No endorsement limiting or excluding a required coverage is permitted.
CLAIMS-MADE COVERAGE IS NOT ACCEPTABLE.
48.3 Business Auto Liability Insurance for an amount of $2,000,000
combined single limit for bodily injury and/or property damage liability
including:
a) Owned Autos,
b) Hired or Borrowed Autos,
c) Nonowned Autos, and
d) An endorsement affording 30 days written notice of
cancellation to Landlord in event of cancellation or material
reduction in coverage.
A certificate and endorsements affording evidence of the above requirements must
be delivered to Landlord before Tenant's Contractor performs any work at or
prepares or delivers materials to the site of construction.
Tenant shall require its Contractor(s) to require its subcontractors to provide
insurance where Tenant's Contractor(s) would be required to carry insurance
under this insurance section and to be responsible for obtaining the appropriate
certificates or other evidence of insurance.
Tenant's Contractor(s) shall maintain all of the foregoing insurance coverage in
force until the work under this agreement is fully completed and accepted except
as to 2c, (Products and Completed Operation Coverage), which is to be maintained
for one (1) year following completion of the Tenant's Work and acceptance by
Landlord and Tenant.
All insurance, except Workers' Compensation, maintained by Tenant's Contractor
and its subcontractors shall preclude subrogation claims by the insurer against
anyone insured thereunder. The requirements for the foregoing insurance shall
not derogate from the provisions for indemnification of Landlord by Tenant under
the "indemnity" paragraph of this agreement.
If the Tenant fails to secure and maintain the required insurance from Tenant(s)
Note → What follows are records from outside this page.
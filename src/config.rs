// Command-line flags and the validated settings the app runs with.

use crate::error::{Error, Result};
use crate::types::{LineCap, PenStyle, Rgba};
use clap::{Parser, ValueEnum};
use std::num::NonZeroUsize;
use std::path::PathBuf;

#[derive(Parser, Debug)]
#[command(name = "sketchpad", version, about = "Freehand drawing pad with undo/redo and PNG export")]
pub struct Cli {
    /// Canvas width in pixels
    #[arg(long, default_value_t = 640)]
    pub width: u32,

    /// Canvas height in pixels
    #[arg(long, default_value_t = 480)]
    pub height: u32,

    /// Pen width in pixels
    #[arg(long, default_value_t = 5.0)]
    pub stroke_width: f32,

    /// Pen cap style
    #[arg(long, value_enum, default_value_t = CapArg::Round)]
    pub cap: CapArg,

    /// Pen color as hex (#000, #ff8800, #ff880080)
    #[arg(long, default_value = "#000")]
    pub color: String,

    /// Directory drawing.png is saved into
    #[arg(long, default_value = ".")]
    pub export_dir: PathBuf,

    /// Keep at most this many undo snapshots (unbounded when omitted)
    #[arg(long)]
    pub history_limit: Option<usize>,

    /// Verbose logging (RUST_LOG is honoured)
    #[arg(long)]
    pub debug: bool,
}

#[derive(Copy, Clone, Debug, PartialEq, Eq, ValueEnum)]
pub enum CapArg {
    Butt,
    Round,
    Square,
}

impl From<CapArg> for LineCap {
    fn from(cap: CapArg) -> Self {
        match cap {
            CapArg::Butt => LineCap::Butt,
            CapArg::Round => LineCap::Round,
            CapArg::Square => LineCap::Square,
        }
    }
}

/// Settings after validation.
#[derive(Debug, Clone, PartialEq)]
pub struct SketchConfig {
    pub width: u32,
    pub height: u32,
    pub pen: PenStyle,
    pub export_dir: PathBuf,
    pub history_limit: Option<NonZeroUsize>,
    pub debug: bool,
}

impl Default for SketchConfig {
    fn default() -> Self {
        Self {
            width: 640,
            height: 480,
            pen: PenStyle::default(),
            export_dir: PathBuf::from("."),
            history_limit: None,
            debug: false,
        }
    }
}

impl TryFrom<Cli> for SketchConfig {
    type Error = Error;

    fn try_from(cli: Cli) -> Result<Self> {
        let color = Rgba::from_hex(&cli.color)
            .ok_or_else(|| Error::Config(format!("bad color '{}'", cli.color)))?;
        if !(cli.stroke_width.is_finite() && cli.stroke_width > 0.0) {
            return Err(Error::Config(format!(
                "stroke width must be positive, got {}",
                cli.stroke_width
            )));
        }
        let history_limit = match cli.history_limit {
            None => None,
            // One slot would only ever hold the current state.
            Some(n) if n < 2 => {
                return Err(Error::Config(format!("history limit must be at least 2, got {n}")));
            }
            Some(n) => NonZeroUsize::new(n),
        };

        Ok(Self {
            width: cli.width,
            height: cli.height,
            pen: PenStyle { width: cli.stroke_width, cap: cli.cap.into(), color },
            export_dir: cli.export_dir,
            history_limit,
            debug: cli.debug,
        })
    }
}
Contractors, the Landlord shall have the right (without any obligation to do so,
however) to secure same in the name and for the account of the Tenant's
Contractor(s) in which event the Tenant shall pay the cost thereof and shall
furnish upon demand, all information that may be required in connection
therewith. Further, such failure to secure and maintain the required insurance
shall constitute a default under the Lease and Landlord shall be entitled to
immediately have all tenant improvement work cease.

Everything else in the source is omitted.